The matter at hand revolves around the concept of ‘fiscal drag’, focusing on the fact that the lower personal income tax allowance has remained stagnant at £12,570 since 2021. The petition can be viewed here.

At present, the threshold for paying the basic 20% tax starts at £12,570, and the 40% tax bracket kicks in at £50,270 earnings – both have been frozen since 2021. Experts estimate this will net the Treasury a cool £1.2 billion by the end of the freeze period in 2028.

This scenario, referred to as ‘fiscal drag,’ results in an increasing number of taxpayers being drawn into the tax-paying bracket or nudged into higher tax rates. Specialists argue that keeping the lower threshold puts disproportionate pressure especially on those with the lowest incomes.

Consecutive governments have adopted a status quo approach towards the tax allowance, effectively ramping up the tax burden on individuals. As per the Office for Budget Responsibility, by the fiscal year 2025/26, the repercussions of these continuous freezes could result in an additional 1.3 million people paying income tax, thrusting a million more into higher tax brackets.

Last year, Rachel Reeves announced in her budget that National Insurance and Income Tax thresholds across different regions would stay static until April 2028. Victor Bulmer-Thomas from the London School of Economics voiced concerns on his blog about unfair burdens placed on the less affluent due to this policy: “The distributional impact of this particular stealth tax may come back to bite the administration that imposed it. The reason is that the impact is much more severe on those on lower incomes than those on higher ones.”
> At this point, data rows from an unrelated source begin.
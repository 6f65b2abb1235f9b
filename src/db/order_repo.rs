// src/db/order_repo.rs

use async_trait::async_trait;
use sqlx::PgPool;
use uuid::Uuid;

use crate::{
    common::error::AppError,
    models::order::{NewOrder, Order, OrderStatusFilter},
};

#[async_trait]
pub trait OrderRepository: Send + Sync {
    /// Inserção aditiva: pedidos concorrentes nunca se sobrescrevem.
    async fn append_order(&self, order: NewOrder) -> Result<Order, AppError>;

    async fn list_for_business(
        &self,
        business_id: Uuid,
        filter: OrderStatusFilter,
    ) -> Result<Vec<Order>, AppError>;

    async fn list_for_customer(&self, customer_id: Uuid) -> Result<Vec<Order>, AppError>;

    async fn find_order(&self, business_id: Uuid, order_id: Uuid) -> Result<Option<Order>, AppError>;

    /// Marca o pedido como atendido. Retorna `Some` apenas se ESTA chamada
    /// fez a transição (pedido pendente -> atendido).
    async fn mark_fulfilled(&self, business_id: Uuid, order_id: Uuid) -> Result<Option<Order>, AppError>;
}

#[derive(Clone)]
pub struct PgOrderRepository {
    pool: PgPool,
}

impl PgOrderRepository {
    pub fn new(pool: PgPool) -> Self {
        Self { pool }
    }
}

#[async_trait]
impl OrderRepository for PgOrderRepository {
    async fn append_order(&self, order: NewOrder) -> Result<Order, AppError> {
        let created = sqlx::query_as::<_, Order>(
            r#"
            INSERT INTO orders (
                id, business_id, customer_id, customer_email,
                product_id, product_name, product_image, product_price
            )
            VALUES ($1, $2, $3, $4, $5, $6, $7, $8)
            RETURNING *
            "#,
        )
        .bind(Uuid::new_v4())
        .bind(order.business_id)
        .bind(order.customer_id)
        .bind(&order.customer_email)
        .bind(order.product_id)
        .bind(&order.product_name)
        .bind(&order.product_image)
        .bind(order.product_price)
        .fetch_one(&self.pool)
        .await?;

        Ok(created)
    }

    async fn list_for_business(
        &self,
        business_id: Uuid,
        filter: OrderStatusFilter,
    ) -> Result<Vec<Order>, AppError> {
        // NULL = sem filtro de status
        let fulfilled = match filter {
            OrderStatusFilter::Pending => Some(false),
            OrderStatusFilter::Fulfilled => Some(true),
            OrderStatusFilter::All => None,
        };

        let orders = sqlx::query_as::<_, Order>(
            r#"
            SELECT * FROM orders
            WHERE business_id = $1
              AND ($2::boolean IS NULL OR fulfilled = $2)
            ORDER BY created_at ASC
            "#,
        )
        .bind(business_id)
        .bind(fulfilled)
        .fetch_all(&self.pool)
        .await?;

        Ok(orders)
    }

    async fn list_for_customer(&self, customer_id: Uuid) -> Result<Vec<Order>, AppError> {
        let orders = sqlx::query_as::<_, Order>(
            "SELECT * FROM orders WHERE customer_id = $1 ORDER BY created_at DESC",
        )
        .bind(customer_id)
        .fetch_all(&self.pool)
        .await?;

        Ok(orders)
    }

    async fn find_order(&self, business_id: Uuid, order_id: Uuid) -> Result<Option<Order>, AppError> {
        let order = sqlx::query_as::<_, Order>(
            "SELECT * FROM orders WHERE business_id = $1 AND id = $2",
        )
        .bind(business_id)
        .bind(order_id)
        .fetch_optional(&self.pool)
        .await?;

        Ok(order)
    }

    async fn mark_fulfilled(&self, business_id: Uuid, order_id: Uuid) -> Result<Option<Order>, AppError> {
        // Atualização por elemento: só a linha do pedido, e só se ainda pendente
        let order = sqlx::query_as::<_, Order>(
            r#"
            UPDATE orders
            SET fulfilled = TRUE, fulfilled_at = NOW()
            WHERE business_id = $1 AND id = $2 AND fulfilled = FALSE
            RETURNING *
            "#,
        )
        .bind(business_id)
        .bind(order_id)
        .fetch_optional(&self.pool)
        .await?;

        Ok(order)
    }
}
// src/db.rs

use std::sync::Arc;

use sqlx::PgPool;

pub mod business_repo;
pub mod memory;
pub mod message_repo;
pub mod order_repo;
pub mod post_repo;
pub mod review_repo;
pub mod user_repo;

pub use business_repo::{BusinessRepository, PgBusinessRepository};
pub use memory::MemoryStore;
pub use message_repo::{MessageRepository, PgMessageRepository};
pub use order_repo::{OrderRepository, PgOrderRepository};
pub use post_repo::{PgPostRepository, PostRepository};
pub use review_repo::{PgReviewRepository, ReviewRepository};
pub use user_repo::{PgUserRepository, UserRepository};

/// Conjunto de repositórios usado para montar os serviços.
/// Cada campo é um trait object, então o mesmo grafo de serviços
/// roda sobre Postgres ou sobre o store em memória.
#[derive(Clone)]
pub struct Repositories {
    pub users: Arc<dyn UserRepository>,
    pub businesses: Arc<dyn BusinessRepository>,
    pub orders: Arc<dyn OrderRepository>,
    pub reviews: Arc<dyn ReviewRepository>,
    pub messages: Arc<dyn MessageRepository>,
    pub posts: Arc<dyn PostRepository>,
}

impl Repositories {
    pub fn postgres(pool: PgPool) -> Self {
        Self {
            users: Arc::new(PgUserRepository::new(pool.clone())),
            businesses: Arc::new(PgBusinessRepository::new(pool.clone())),
            orders: Arc::new(PgOrderRepository::new(pool.clone())),
            reviews: Arc::new(PgReviewRepository::new(pool.clone())),
            messages: Arc::new(PgMessageRepository::new(pool.clone())),
            posts: Arc::new(PgPostRepository::new(pool)),
        }
    }

    pub fn in_memory() -> Self {
        Self::from_store(Arc::new(MemoryStore::default()))
    }

    pub fn from_store(store: Arc<MemoryStore>) -> Self {
        Self {
            users: store.clone(),
            businesses: store.clone(),
            orders: store.clone(),
            reviews: store.clone(),
            messages: store.clone(),
            posts: store,
        }
    }
}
A related campaign urging a rise in the threshold to £45,000 recently prompted a response from the Treasury earlier this year. Addressing that topic, they responded: “The Government has no plans to increase the Personal Allowance to £45,000. Increasing the Personal Allowance to £45,000 would come at a significant fiscal cost of many tens of billions of pounds per annum. This would reduce tax receipts substantially, decreasing funds available for the UK’s hospitals, schools, and other essential public services that we all rely on. It would also undermine the work the Chancellor has done to restore fiscal responsibility and economic stability, which are critical to getting our economy growing and keeping taxes, inflation, and mortgages as low as possible.”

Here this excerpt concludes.